Abstract

Measurements were made of cardiovascular variables and oral temperature in 16 male subjects with homozygous sickle cell disease (SS) and in 17 matched controls (AA) at 10.00 a.m., 1.00 p.m. and 4.00 p.m. All subjects were in a rested state throughout. At 10.00 a.m., mean arterial pressure was lower, while heart rate, total forearm blood flow and cutaneous red cell flux in the forearm were higher in SS than AA. Vascular resistance in total forearm and forearm skin, calculated by dividing arterial pressure by blood flow or red cell flux, were lower in SS but hand cutaneous red cell flux and vascular resistance were not significantly different in SS and AA. In both SS and AA, there were parallel increases over the three sessions, in mean arterial pressure (by approximately 12 and 10%, respectively) forearm vascular resistance (by approximately 17 and 27%) and hand cutaneous vascular resistance and hand cutaneous resistance (by approximately 2240 and 350%) whereas forearm blood flow and hand cutaneous red cell flux fell.
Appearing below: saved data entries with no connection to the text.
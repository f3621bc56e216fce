//! The outer loop: scan, snipe, cool down, repeat.

use std::collections::HashSet;
use std::sync::Arc;
use std::time::Duration;

use serde::Serialize;
use tokio::sync::watch;
use tracing::{debug, error, info, instrument, warn};

use super::scheduler::{Clock, WallClock};
use super::session::{FailReason, SessionContext, SessionState, SniperSession};
use crate::config::{Config, SniperConfig};
use crate::error::BotError;
use crate::market::{CandidateFilter, GammaScanner, Market, MarketScanner, SidePick};
use crate::orderbook::ClobFeed;
use crate::signing::Credentials;
use crate::trading::{ClobSubmitter, OrderExecutor};
use crate::utils::StopSignal;

/// Outer-loop tunables.
#[derive(Debug, Clone, PartialEq)]
pub struct SupervisorSettings {
    /// Only consider markets resolving within this window.
    pub scan_horizon: Duration,
    /// Sleep between empty scans.
    pub poll_interval: Duration,
    /// Pause after each session.
    pub cooldown: Duration,
    /// A session may run this long past its market's deadline.
    pub session_grace: Duration,
    /// Delay before the first scan in live mode.
    pub live_start_delay: Duration,
}

impl Default for SupervisorSettings {
    fn default() -> Self {
        Self {
            scan_horizon: Duration::from_secs(20 * 60),
            poll_interval: Duration::from_secs(60),
            cooldown: Duration::from_secs(5),
            session_grace: Duration::from_secs(30),
            live_start_delay: Duration::from_secs(5),
        }
    }
}

/// Running totals, published after every change.
#[derive(Debug, Clone, Default, PartialEq, Eq, Serialize)]
pub struct SupervisorStats {
    /// Scanning has started.
    pub running: bool,
    /// Sessions run to a terminal state (or timed out).
    pub sessions: u64,
    /// Sessions that settled.
    pub settled: u64,
    /// Sessions that aborted.
    pub aborted: u64,
    /// Sessions that failed or timed out.
    pub failed: u64,
    /// Market of the active session.
    pub current_market: Option<String>,
    /// Terminal state of the last session.
    pub last_outcome: Option<String>,
}

/// Serializes sessions over discovered markets until stopped.
pub struct SniperSupervisor {
    scanner: Arc<dyn MarketScanner>,
    ctx: SessionContext,
    config: SniperConfig,
    settings: SupervisorSettings,
    attempted: HashSet<String>,
    stats: watch::Sender<SupervisorStats>,
    session_state: watch::Sender<SessionState>,
}

impl SniperSupervisor {
    /// Create a supervisor over explicit collaborators.
    pub fn new(
        scanner: Arc<dyn MarketScanner>,
        ctx: SessionContext,
        config: SniperConfig,
        settings: SupervisorSettings,
    ) -> Self {
        let (stats, _) = watch::channel(SupervisorStats::default());
        let (session_state, _) = watch::channel(SessionState::Init);
        Self {
            scanner,
            ctx,
            config,
            settings,
            attempted: HashSet::new(),
            stats,
            session_state,
        }
    }

    /// Wire the live Gamma scanner, CLOB feed, and CLOB submitter from configuration.
    ///
    /// Takes the credentials out of `config`.
    pub fn from_config(config: &mut Config) -> Result<Self, BotError> {
        let http = http_client(config)?;
        let ctx = live_context(config, http.clone())?;
        let scanner = GammaScanner::new(http, config.polymarket_gamma_url.clone(), config.scan_queries(), side_pick(config)?);

        Ok(Self::new(Arc::new(scanner), ctx, config.sniper(), config.supervisor()))
    }

    /// Receiver for the running totals.
    pub fn watch_stats(&self) -> watch::Receiver<SupervisorStats> {
        self.stats.subscribe()
    }

    /// Receiver for the active session's state.
    pub fn watch_session(&self) -> watch::Receiver<SessionState> {
        self.session_state.subscribe()
    }

    /// Markets attempted so far.
    pub fn attempted(&self) -> &HashSet<String> {
        &self.attempted
    }

    /// Scan and snipe until `stop` fires. Only a signing failure ends the loop early.
    #[instrument(skip_all)]
    pub async fn run(mut self, mut stop: StopSignal) -> Result<SupervisorStats, BotError> {
        if !self.config.dry_run && !self.settings.live_start_delay.is_zero() {
            warn!(
                delay_secs = self.settings.live_start_delay.as_secs(),
                "LIVE TRADING: real orders will be placed. Press Ctrl+C to abort"
            );
            if pause(&mut stop, self.settings.live_start_delay).await {
                return Ok(self.stats.borrow().clone());
            }
        }

        self.stats.send_modify(|s| s.running = true);
        info!(
            mode = if self.config.dry_run { "DRY RUN" } else { "LIVE" },
            horizon_secs = self.settings.scan_horizon.as_secs(),
            "Supervisor started"
        );

        loop {
            if stop.is_stopped() {
                break;
            }

            let now = self.ctx.clock.now();
            let filter = CandidateFilter {
                now,
                horizon: self.settings.scan_horizon,
                exclude: self.attempted.clone(),
            };

            let candidate = match self.scanner.next_candidate(&filter).await {
                Ok(candidate) => candidate,
                Err(e) => {
                    warn!(error = %e, "Market scan failed");
                    None
                }
            };

            let Some(market) = candidate else {
                debug!(poll_secs = self.settings.poll_interval.as_secs(), "No candidate market");
                if pause(&mut stop, self.settings.poll_interval).await {
                    break;
                }
                continue;
            };

            let monitor_from = market.deadline - self.config.monitor_window;
            if now < monitor_from {
                let until_window = Duration::try_from(monitor_from - now).unwrap_or_default();
                let wait = until_window.min(self.settings.poll_interval);
                info!(
                    market = %market.label(),
                    opens_in_secs = until_window.as_secs(),
                    "Waiting for monitor window"
                );
                if pause(&mut stop, wait).await {
                    break;
                }
                continue;
            }

            let record_state = self.snipe(market, &stop).await;
            if let Some(SessionState::Failed(FailReason::Signature)) = record_state {
                error!("Signing failed, stopping supervisor");
                self.stats.send_modify(|s| s.running = false);
                return Err(BotError::Signature("order signing or API credentials rejected".to_string()));
            }

            if pause(&mut stop, self.settings.cooldown).await {
                break;
            }
        }

        info!("Supervisor stopped");
        self.stats.send_modify(|s| {
            s.running = false;
            s.current_market = None;
        });
        Ok(self.stats.borrow().clone())
    }

    /// Run one session, bounded by the market deadline plus grace.
    async fn snipe(&mut self, market: Market, stop: &StopSignal) -> Option<SessionState> {
        self.attempted.insert(market.id.clone());
        let label = market.label().to_string();
        info!(
            market = %label,
            deadline = %market.deadline,
            remaining = %market.time_remaining_str(self.ctx.clock.now()),
            "Starting session"
        );
        self.stats.send_modify(|s| s.current_market = Some(label.clone()));

        let bound = market.deadline + self.settings.session_grace - self.ctx.clock.now();
        let bound = Duration::try_from(bound).unwrap_or_default();
        let session = SniperSession::new(market, self.config.clone(), self.ctx.clone())
            .with_observer(self.session_state.clone());

        let state = match tokio::time::timeout(bound, session.run(stop.clone())).await {
            Ok(record) => Some(record.state),
            Err(_) => {
                error!(market = %label, "Session exceeded its deadline grace, abandoning");
                None
            }
        };

        self.stats.send_modify(|s| {
            s.sessions += 1;
            s.current_market = None;
            match &state {
                Some(SessionState::Settled) => s.settled += 1,
                Some(SessionState::Aborted(_)) => s.aborted += 1,
                _ => s.failed += 1,
            }
            s.last_outcome = Some(match &state {
                Some(state) => state.to_string(),
                None => "TIMED_OUT".to_string(),
            });
        });
        state
    }
}

/// Sleep for `duration`; `true` if stopped first.
async fn pause(stop: &mut StopSignal, duration: Duration) -> bool {
    tokio::select! {
        biased;
        _ = stop.wait() => true,
        _ = tokio::time::sleep(duration) => false,
    }
}

/// Shared HTTP client for the scanner and the submitter.
pub fn http_client(config: &Config) -> Result<reqwest::Client, BotError> {
    Ok(reqwest::Client::builder()
        .timeout(Duration::from_millis(config.http_timeout_ms))
        .pool_max_idle_per_host(4)
        .tcp_nodelay(true)
        .build()?)
}

/// The configured side selection.
pub fn side_pick(config: &Config) -> Result<SidePick, BotError> {
    config
        .side
        .parse()
        .map_err(|_| BotError::InvalidConfig(format!("unknown SIDE '{}'", config.side)))
}

/// Session collaborators backed by the live CLOB feed and submitter.
///
/// Takes the credentials out of `config`.
pub fn live_context(config: &mut Config, http: reqwest::Client) -> Result<SessionContext, BotError> {
    let credentials = Arc::new(Credentials::take_from(config)?);
    let submitter = ClobSubmitter::new(http, config.polymarket_clob_url.clone(), credentials)
        .map_err(|e| BotError::Signature(e.to_string()))?;
    info!(address = %submitter.address(), "Wallet loaded");

    let clock: Arc<dyn Clock> = Arc::new(WallClock::system());
    Ok(SessionContext {
        feed: Arc::new(ClobFeed::new(config.feed())),
        executor: Arc::new(OrderExecutor::new(Arc::new(submitter), clock.clone(), config.retry())),
        clock,
        timing: config.timing(),
    })
}

/// Build the live supervisor from `config` and run it until `stop` fires.
pub async fn start_supervisor(mut config: Config, stop: StopSignal) -> Result<SupervisorStats, BotError> {
    SniperSupervisor::from_config(&mut config)?.run(stop).await
}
By contrast, forearm cutaneous resistance showed no change during the day in SS, but increased progressively in AA (by approximately 75%). These results indicate that, during the day, there is progressive vasoconstriction in forearm muscle and hand skin in SS and AA and also in forearm skin of AA that contributes to a progressive rise in the resting level of mean arterial pressure. We suggest this daily variability should be considered in studies of cardiovascular function: within a given study they should be performed at the same time of day.